A Duke Univ. Theologian Attacks America for Being Un-Christian, but Betrays His Own Prejudices

By Mark Tooley Published on February 28, 2016

Apparently upset over Donald Trump, and no doubt a lot more, a Duke University theologian writing in The Washington Post wants an end to hypocritical “Christian America.”

“Though voters may speak piously and rather vaguely about Christian values and ideals, polls and election results communicate clearly that this is a nation consumed by fear, anger and suspicion, none of which are Christian virtues,” gripes Norman Wirzba,

He recounts that since first moving to the USA 30 years ago from Canada he was “repeatedly” told that the “identity of America as a whole, its history and its destiny, are somehow tied to Christianity.”

But Wirzba has since learned that the pious talk is “all rubbish.” After all:

If voters were serious about presenting to the world a picture of a Christian America, they would need to be painting with the colors of love, joy, peace, patience, kindness, generosity, fidelity, gentleness and self-control, because these are the colors that, as the Apostle Paul said (in Galatians 5), witness to Jesus Christ and the power of God at work in their lives.

Looking to God’s final judgment of all nations, Wirzba is pessimistic about America’s fate, “especially when we admit as evidence the millions of Americans (many of them children and the elderly) who do not have enough good food to eat, or the millions of Americans who have to drink water polluted with lead and industrial/agricultural pollutants?”

And Wirzba ominously asks:

What about the refugees and immigrants who are being refused at our borders and made to feel unwelcome in our land, or the homeless (many of them ill) who do not have a home and proper protection from the elements, or the prison inmates (many of them African American) who are treated like the garbage of society?

If Americans were serious about being a Christian country, Wirzba suggests, they would elect leaders who are “patient and kind, and never boastful or rude,” in a “political process much less characterized by vitriol and noise.”

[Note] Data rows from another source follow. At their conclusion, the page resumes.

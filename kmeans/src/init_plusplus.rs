//! K-Means++ initialization algorithm
//! Implements the K-Means++ algorithm for smart initial centroid selection
//! which improves clustering quality and convergence speed

use ndarray::{Array2, ArrayView2};
use rand::prelude::*;
use rand_chacha::ChaCha20Rng;
use rayon::prelude::*;

use crate::types::DistanceMetric;

/// Initialize cluster centroids using K-Means++ algorithm
///
/// K-Means++ selects initial centroids with probability proportional to their
/// squared distance from existing centroids, spreading them out across the data space.
///
/// # Arguments
/// * `data` - Samples as rows
/// * `k` - Number of centroids to pick
/// * `metric` - Distance used to measure the spread
/// * `rng` - Seeded generator owned by the caller
///
/// # Returns
/// * `Some(Array2)` containing k initial centroids, or `None` if data is empty
///
/// # Algorithm
/// 1. Choose first centroid randomly from data
/// 2. For each remaining centroid:
///    - Calculate distance from each point to nearest existing centroid
///    - Choose next centroid with probability proportional to squared distance
pub fn set_centroid_by_data(
    data: ArrayView2<f64>,
    k: usize,
    metric: DistanceMetric,
    rng: &mut ChaCha20Rng,
) -> Option<Array2<f64>> {
    let n = data.nrows();
    if n == 0 || k == 0 {
        return None;
    }

    let mut chosen: Vec<usize> = Vec::with_capacity(k);

    // Step 1: Select first centroid uniformly at random
    chosen.push(rng.random_range(0..n));

    // Step 2: Select remaining k-1 centroids
    for _clust in 1..k {
        // Squared distance of every point to its nearest chosen centroid
        let distances: Vec<f64> = (0..n)
            .into_par_iter()
            .map(|i| {
                chosen
                    .iter()
                    .map(|&c| metric.distance(data.row(i), data.row(c)))
                    .fold(f64::INFINITY, f64::min)
                    .powi(2)
            })
            .collect();

        let total_distance: f64 = distances.iter().sum();

        // Every point coincides with a centroid already; any pick is as good as another
        if !(total_distance > 0.0) || !total_distance.is_finite() {
            chosen.push(rng.random_range(0..n));
            continue;
        }

        // Weighted random selection using cumulative distances
        let rand_val: f64 = rng.random_range(0.0..total_distance);
        let mut cumulative = 0.0;
        let mut selected_index = n - 1;
        for (i, d) in distances.iter().enumerate() {
            cumulative += d;
            if rand_val < cumulative {
                selected_index = i;
                break;
            }
        }
        chosen.push(selected_index);
    }

    Some(data.select(ndarray::Axis(0), &chosen))
}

His broad assertions bury several questionable assumptions. Can a nation ever be Christian, and if so, what are examples, today in the world or anytime in history? How do they measure by his standards? And how will all nations, Christian or otherwise, be judged according to his expectation at the final judgment? Who will be found righteous?

Does Wirzba think America was ever Christian? Since slavery persisted until 1865 and legal racial segregation until the mid-1960s, presumably he thinks Christian America to have been an even greater sham during those years. What about since?

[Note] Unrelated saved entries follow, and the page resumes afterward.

//! High level entry point running the divisive engine on a whole dataset

use ndarray::ArrayView2;
use tracing::info;

use crate::{
    clusterization::{DivideResult, divide},
    context::DivikContext,
    data_type::traits::{FeatureSelector, OrderSelector},
    error::{DivikError, Result},
    report::Reporter,
};

/// Divisive clustering configured with an order selector, a feature selector
/// and the recursion thresholds.
#[derive(Clone, Debug, Default)]
pub struct Divik<O, S> {
    pub order_selector: O,
    pub feature_selector: S,
    pub context: DivikContext,
}

/// Result of [`Divik::fit`]
pub struct DivikFit<O: OrderSelector, S: FeatureSelector> {
    /// `None` when the whole dataset was kept as one cluster
    pub tree: Option<DivideResult<O, S>>,
    /// Flat label of every row, numbered in depth-first leaf order
    pub labels: Vec<usize>,
    /// Label path from the root for every flat label
    pub paths: Vec<Vec<usize>>,
    pub depth: usize,
    pub n_clusters: usize,
}

impl<O: OrderSelector, S: FeatureSelector> Divik<O, S> {
    pub fn new(order_selector: O, feature_selector: S, context: DivikContext) -> Self {
        Self { order_selector, feature_selector, context }
    }

    /// Check every part of the configuration
    pub fn validate(&self) -> Result<()> {
        self.context.validate(self.order_selector.max_clusters())?;
        self.order_selector.validate()?;
        self.feature_selector.validate()
    }

    /// Build the tree for all rows and flatten its leaves into labels
    ///
    /// # Errors
    /// * `Configuration` for invalid parameters or empty data, before any fitting
    /// * `Cancelled` when `report` requests it
    pub fn fit<R: Reporter + ?Sized>(&self, data: ArrayView2<f64>, report: &R) -> Result<DivikFit<O, S>> {
        self.validate()?;
        let n = data.nrows();
        if n == 0 || data.ncols() == 0 {
            return Err(DivikError::configuration("cannot cluster an empty dataset"));
        }

        let selection = vec![true; n];
        let tree = divide(data, &selection, &self.order_selector, &self.feature_selector, &self.context, report)?;

        let (labels, paths, depth) = match &tree {
            Some(root) => {
                let mut labels = vec![0; n];
                let mut paths = Vec::new();
                for (label, leaf) in root.leaves(&selection).into_iter().enumerate() {
                    leaf.selection
                        .iter()
                        .zip(labels.iter_mut())
                        .filter(|(selected, _)| **selected)
                        .for_each(|(_, slot)| *slot = label);
                    paths.push(leaf.path);
                }
                (labels, paths, root.depth())
            }
            None => (vec![0; n], vec![Vec::new()], 0),
        };

        info!(n_samples = n, n_clusters = paths.len(), depth, "divisive clustering finished");
        Ok(DivikFit { tree, n_clusters: paths.len(), labels, paths, depth })
    }
}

As to his sweeping denunciation of America as callous, cold and cruel, Wirzba is at the least uncharitable in his sweeping denunciations. America spends trillions of dollars, more than any other nation, on its social welfare state. Private charity spends hundreds of billions more aimed at helping the needy, more than any other nation. Private relief groups send tens of billions overseas to help the global poor.

America accepts more immigrants, about a million legally every year, than any other nation and, by some measures, than all other nations combined. America permanently resettles more refugees than any other nation. Seemingly these millions of immigrants are quite deluded or foolish, flocking to such a vicious and cold-hearted land.

As to America’s homeless, they likely have access to more help than in the vast majority of other nations. As to America’s prison inmates, for “garbage,” they likely have better living conditions and access to more impartial legal justice than the vast majority of other societies. It would be interesting to know in what countries Wirzba would prefer to find himself homeless or imprisoned. As to air and water pollution, it’s at unprecedented lows and getting better. Most of the world suffers far worse.

Maybe Wirzba thinks comparing America to other countries is irrelevant, because America’s professed Christianity demands a higher standard. But other countries profess to be Christian, some even in a legal sense. Putin’s Russia professes Christianity, and so do many African countries, among others. Are they purer, nobler places than America? Or are they hypocritical, too?

Or maybe it’s American Exceptionalism that most goads Wizba. If so, he like many others misunderstands its purpose. America’s greatest self-criticisms are premised on Exceptionalism, exacting of American standards not levied against any other people in history. Wirzba’s own essay reeks of Exceptionalist expectations.

He hopes for a greater infusion of Christianity in America even as Wirzba demands an end to “Christian America,” which is a bit contradictory. America’s self-understanding of itself as Christian has fueled nearly every social reform movement across the centuries. An America that abandons its religious heritage will follow much of secular Europe into cultural confusion and a sclerotic reluctance for self-improvement.

When Wirzba examines America he loathes the “violence and hate, and the greed and the lack of sympathy for those deemed dangerously other,” along with the “fear, anxiety [and] arrogance.” These lamentables are indeed present, as they are wherever there is sinful humanity. America has no monopoly on sin and vice. But if from his campus perch he sees only darkness and evil in our land, his perspective is neither fair nor Christian.